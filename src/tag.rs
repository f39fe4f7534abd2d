// Copyright 2026 The tree-sitter-htmlx-scanner contributors. See the
// COPYRIGHT file at the top-level directory of this distribution.
//
// Licensed under the Apache License, Version 2.0 <LICENSE-APACHE or
// http://www.apache.org/licenses/LICENSE-2.0> or the MIT license
// <LICENSE-MIT or http://opensource.org/licenses/MIT>, at your
// option. This file may not be copied, modified, or distributed
// except according to those terms.

//! The static tag catalogue: classification of HTML tag names into
//! content-model categories, and the handful of element-specific rules that
//! drive implicit end-tag insertion.
//!
//! The catalogue is a flat table of `(name, TagId)` pairs bucketed by first
//! letter, giving `classify` an O(1) bucket lookup followed by a short
//! linear scan -- the same shape as a hand-rolled perfect-hash table, without
//! needing a build-time code generator for a table this small.

/// Every recognized HTML tag name, plus `Custom` for anything else.
///
/// Variants are declared in four contiguous blocks -- void, raw-text,
/// escapable-raw-text, then everything else -- so that [`TagId::category`]
/// can classify a tag with a handful of ordinal comparisons instead of a
/// per-variant match arm.
#[repr(u8)]
#[derive(Debug, Clone, Copy, PartialEq, Eq, Hash)]
pub enum TagId {
    // --- void elements: no content, no end tag ---
    Area,
    Base,
    Br,
    Col,
    Embed,
    Hr,
    Img,
    Input,
    Link,
    Meta,
    Source,
    Track,
    Wbr,

    // --- raw-text elements: content has no markup or character references ---
    Script,
    Style,

    // --- escapable-raw-text elements: content has character references but no markup ---
    Textarea,
    Title,

    // --- everything else ---
    Template,
    A,
    Abbr,
    Address,
    Article,
    Aside,
    Audio,
    B,
    Bdi,
    Bdo,
    Blockquote,
    Body,
    Button,
    Canvas,
    Caption,
    Cite,
    Code,
    Colgroup,
    Data,
    Datalist,
    Dd,
    Del,
    Details,
    Dfn,
    Dialog,
    Div,
    Dl,
    Dt,
    Em,
    Fieldset,
    Figcaption,
    Figure,
    Footer,
    Form,
    H1,
    H2,
    H3,
    H4,
    H5,
    H6,
    Head,
    Header,
    Hgroup,
    Html,
    I,
    Iframe,
    Ins,
    Kbd,
    Label,
    Legend,
    Li,
    Main,
    Map,
    Mark,
    Math,
    Menu,
    Meter,
    Nav,
    Noscript,
    Object,
    Ol,
    Optgroup,
    Option,
    Output,
    P,
    Picture,
    Pre,
    Progress,
    Q,
    Rb,
    Rp,
    Rt,
    Rtc,
    Ruby,
    S,
    Samp,
    Search,
    Section,
    Select,
    Slot,
    Small,
    Span,
    Strong,
    Sub,
    Summary,
    Sup,
    Svg,
    Table,
    Tbody,
    Td,
    Tfoot,
    Th,
    Thead,
    Time,
    Tr,
    U,
    Ul,
    Var,
    Video,

    /// A hyphenated, over-length, or otherwise unrecognized tag name.
    Custom,
}

/// The content-model category of a tag, per WHATWG HTML §13.1.2.
#[derive(Debug, Clone, Copy, PartialEq, Eq, Hash)]
pub enum TagCategory {
    /// No content permitted, no end tag ever expected.
    Void,
    /// Content is raw text: no markup, no character references.
    RawText,
    /// Content is raw text but with character-reference substitution.
    EscapableRawText,
    /// An ordinary element; its content model is governed by [`can_contain`].
    Normal,
    /// Not a recognized element name.
    Custom,
}
// Copyright 2026 The tree-sitter-htmlx-scanner contributors. See the
// COPYRIGHT file at the top-level directory of this distribution.
//
// Licensed under the Apache License, Version 2.0 <LICENSE-APACHE or
// http://www.apache.org/licenses/LICENSE-2.0> or the MIT license
// <LICENSE-MIT or http://opensource.org/licenses/MIT>, at your
// option. This file may not be copied, modified, or distributed
// except according to those terms.

/// Returns from the enclosing `scan` method unless `$e` holds a value.
///
/// Mirrors the early-return idiom used throughout the scanner layers: most
/// sub-procedures are "try this, and if it didn't match, let the caller try
/// something else" rather than hard errors.
macro_rules! try_scan {
    ($e:expr) => {
        match $e {
            Some(tok) => return Some(tok),
            None => {}
        }
    };
}
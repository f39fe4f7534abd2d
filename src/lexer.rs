// Copyright 2026 The tree-sitter-htmlx-scanner contributors. See the
// COPYRIGHT file at the top-level directory of this distribution.
//
// Licensed under the Apache License, Version 2.0 <LICENSE-APACHE or
// http://www.apache.org/licenses/LICENSE-2.0> or the MIT license
// <LICENSE-MIT or http://opensource.org/licenses/MIT>, at your
// option. This file may not be copied, modified, or distributed
// except according to those terms.

//! The driver-facing interface a scanner is handed at each call.
//!
//! A generated GLR parser owns the actual input stream and the decision of
//! which token kinds are acceptable at the current parse state. It exposes
//! both to the scanner through a single `Lexer` handle and a `ValidSymbols`
//! bitset, and commits only the bytes the scanner explicitly marks via
//! [`Lexer::mark_end`]. Everything else advanced over but never marked is
//! lookahead the scanner discards on its next call.

/// A cursor over the parser's input stream.
///
/// `lookahead` never advances on its own; callers step it forward with
/// [`advance`](Lexer::advance). The token actually produced by a scan spans
/// from wherever the previous call left off up to the most recent
/// [`mark_end`](Lexer::mark_end) call -- bytes read past that point are
/// speculative and are not committed if the scan returns no match.
pub trait Lexer {
    /// The current lookahead codepoint, or `None` at end of input.
    fn lookahead(&self) -> Option<char>;

    /// Consumes the current lookahead codepoint and advances to the next.
    ///
    /// `skip` marks the codepoint as insignificant whitespace/"extra": it is
    /// excluded from whatever token is eventually produced, and remains
    /// consumed even if the enclosing scan ultimately reports no match.
    fn advance(&mut self, skip: bool);

    /// Commits the token's end to the current stream position.
    ///
    /// May be called more than once; only the last call before a successful
    /// return has any effect. A scan that never calls this produces a
    /// zero-width token at the position it was entered.
    fn mark_end(&mut self);

    /// Whether the lookahead position is at the end of input.
    fn eof(&self) -> bool;
}

/// The set of token kinds the parser will currently accept.
///
/// Indices are the token ordinals of whichever layer is being asked, per
/// [`crate::html::HtmlToken`], [`crate::htmlx::HtmlxToken::id`], or
/// [`crate::svelte::SvelteToken::id`]. Delegating layers pass this slice
/// through unchanged to the inner scanner they own, since the ordinals of an
/// inner layer's tokens are a fixed prefix of the outer layer's.
#[derive(Clone, Copy)]
pub struct ValidSymbols<'a>(pub &'a [bool]);

impl<'a> ValidSymbols<'a> {
    pub fn is_valid(&self, token_id: usize) -> bool {
        self.0.get(token_id).copied().unwrap_or(false)
    }
}

/// An in-memory [`Lexer`] over a borrowed `&str`, for tests.
///
/// A real grammar driver resumes each scan call from wherever the previous
/// call last marked the end; this harness reproduces that by snapshotting
/// the "committed" position before every call and rolling back to it if the
/// scan returns no match, except for bytes consumed via `advance(true)`
/// (skip advances commit regardless of the outcome).
pub struct StrLexer<'a> {
    bytes: &'a [u8],
    pos: usize,
    end_mark: usize,
    committed: usize,
}

impl<'a> StrLexer<'a> {
    pub fn new(input: &'a str) -> Self {
        StrLexer {
            bytes: input.as_bytes(),
            pos: 0,
            end_mark: 0,
            committed: 0,
        }
    }

    pub fn position(&self) -> usize {
        self.committed
    }

    /// Runs one scan call, rolling back non-`skip` advances on failure.
    ///
    /// Returns the scanner's result together with the byte span of the
    /// token it produced (empty when no match, or when the token is
    /// zero-width).
    pub fn call<T>(
        &mut self,
        valid: &ValidSymbols,
        mut scan: impl FnMut(&mut Self, &ValidSymbols) -> Option<T>,
    ) -> (Option<T>, std::ops::Range<usize>) {
        self.pos = self.committed;
        self.end_mark = self.committed;
        let start = self.committed;
        let result = scan(self, valid);
        match result {
            Some(tok) => {
                self.committed = self.end_mark;
                (Some(tok), start..self.end_mark)
            }
            None => {
                self.pos = self.committed;
                (None, start..start)
            }
        }
    }
}

impl<'a> Lexer for StrLexer<'a> {
    fn lookahead(&self) -> Option<char> {
        if self.pos >= self.bytes.len() {
            return None;
        }
        std::str::from_utf8(&self.bytes[self.pos..])
            .ok()
            .and_then(|s| s.chars().next())
    }

    fn advance(&mut self, skip: bool) {
        if let Some(c) = self.lookahead() {
            self.pos += c.len_utf8();
            if skip {
                self.committed = self.pos;
                self.end_mark = self.pos;
            }
        }
    }

    fn mark_end(&mut self) {
        self.end_mark = self.pos;
    }

    fn eof(&self) -> bool {
        self.pos >= self.bytes.len()
    }
}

AIM OF THE EXERCISE :: Using the listing above, work out how many of its lines include "consumed", and give only the result.

FINISHED TASK :: 2